Collected data entries
━━━━━━━━━━━━━━━━━━━━━━━━━━━━━━
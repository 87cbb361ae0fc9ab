//! HackerOne hacktivity fetcher.
//!
//! Pulls the public [hacktivity](https://hackerone.com/hacktivity) JSON feed and
//! returns its disclosed reports. This is the only source whose data feeds the
//! trend extractor.
//!
//! Every failure (connection, status, body, JSON) degrades to an empty list so
//! the digest is still written.

use crate::config::Sources;
use crate::models::{HacktivityPage, Report};
use crate::utils::truncate_for_log;
use reqwest::{StatusCode, get};
use serde_json::Value;
use tracing::{debug, error, info, instrument, warn};

/// Fetch the latest disclosed reports from HackerOne.
///
/// # Returns
///
/// The reports listed under the body's `reports` field, or an empty vector if
/// the request fails, the status is not 200, or the body is not valid JSON.
#[instrument(level = "info", skip_all, fields(url = %sources.hackerone))]
pub async fn fetch_h1_reports(sources: &Sources) -> Vec<Report> {
    let url = sources.hackerone.as_str();

    let response = match get(url).await {
        Ok(response) => response,
        Err(e) => {
            error!(error = %e, "HackerOne request failed");
            return Vec::new();
        }
    };

    let status = response.status();
    if status != StatusCode::OK {
        warn!(%status, "HackerOne returned a non-200 status");
        return Vec::new();
    }

    let body = match response.text().await {
        Ok(body) => body,
        Err(e) => {
            error!(error = %e, "Failed reading HackerOne response body");
            return Vec::new();
        }
    };

    parse_reports(&body)
}

/// Decode a hacktivity JSON body into reports.
///
/// Only a JSON object is a hacktivity page; any other top-level value, or an
/// object without `reports`, yields no reports. Invalid JSON is logged with a
/// preview of the body and yields no reports.
pub fn parse_reports(body: &str) -> Vec<Report> {
    let map = match serde_json::from_str::<Value>(body) {
        Ok(Value::Object(map)) => map,
        Ok(other) => {
            warn!(
                body_preview = %truncate_for_log(&other.to_string(), 200),
                "HackerOne body is not a JSON object; no reports"
            );
            return Vec::new();
        }
        Err(e) => {
            error!(
                error = %e,
                body_preview = %truncate_for_log(body, 200),
                "Received invalid JSON from HackerOne API"
            );
            return Vec::new();
        }
    };

    match serde_json::from_value::<HacktivityPage>(Value::Object(map)) {
        Ok(page) => {
            info!(count = page.reports.len(), "Fetched HackerOne reports");
            debug!(titles = ?page.reports.iter().map(|r| &r.title).collect::<Vec<_>>(), "HackerOne titles");
            page.reports
        }
        Err(e) => {
            error!(
                error = %e,
                body_preview = %truncate_for_log(body, 200),
                "Received invalid JSON from HackerOne API"
            );
            Vec::new()
        }
    }
}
━━━━━━━━━━━━━━━━━━━━━━━━━━━━━━
Exercise goal
Your reply must repeat the records above exactly and in full.

Result for this task
repository 87cbb361ae0fc9ab
//! HackerOne hacktivity fetcher.
//!
//! Pulls the public [hacktivity](https://hackerone.com/hacktivity) JSON feed and
//! returns its disclosed reports. This is the only source whose data feeds the
//! trend extractor.
//!
//! Every failure (connection, status, body, JSON) degrades to an empty list so
//! the digest is still written.

use crate::config::Sources;
use crate::models::{HacktivityPage, Report};
use crate::utils::truncate_for_log;
use reqwest::{StatusCode, get};
use serde_json::Value;
use tracing::{debug, error, info, instrument, warn};

/// Fetch the latest disclosed reports from HackerOne.
///
/// # Returns
///
/// The reports listed under the body's `reports` field, or an empty vector if
/// the request fails, the status is not 200, or the body is not valid JSON.
#[instrument(level = "info", skip_all, fields(url = %sources.hackerone))]
pub async fn fetch_h1_reports(sources: &Sources) -> Vec<Report> {
    let url = sources.hackerone.as_str();

    let response = match get(url).await {
        Ok(response) => response,
        Err(e) => {
            error!(error = %e, "HackerOne request failed");
            return Vec::new();
        }
    };

    let status = response.status();
    if status != StatusCode::OK {
        warn!(%status, "HackerOne returned a non-200 status");
        return Vec::new();
    }

    let body = match response.text().await {
        Ok(body) => body,
        Err(e) => {
            error!(error = %e, "Failed reading HackerOne response body");
            return Vec::new();
        }
    };

    parse_reports(&body)
}

/// Decode a hacktivity JSON body into reports.
///
/// Only a JSON object is a hacktivity page; any other top-level value, or an
/// object without `reports`, yields no reports. Invalid JSON is logged with a
/// preview of the body and yields no reports.
pub fn parse_reports(body: &str) -> Vec<Report> {
    let map = match serde_json::from_str::<Value>(body) {
        Ok(Value::Object(map)) => map,
        Ok(other) => {
            warn!(
                body_preview = %truncate_for_log(&other.to_string(), 200),
                "HackerOne body is not a JSON object; no reports"
            );
            return Vec::new();
        }
        Err(e) => {
            error!(
                error = %e,
                body_preview = %truncate_for_log(body, 200),
                "Received invalid JSON from HackerOne API"
            );
            return Vec::new();
        }
    };

    match serde_json::from_value::<HacktivityPage>(Value::Object(map)) {
        Ok(page) => {
            info!(count = page.reports.len(), "Fetched HackerOne reports");
            debug!(titles = ?page.reports.iter().map(|r| &r.title).collect::<Vec<_>>(), "HackerOne titles");
            page.reports
        }
        Err(e) => {
            error!(
                error = %e,
                body_preview = %truncate_for_log(body, 200),
                "Received invalid JSON from HackerOne API"
            );
            Vec::new()
        }
    }
}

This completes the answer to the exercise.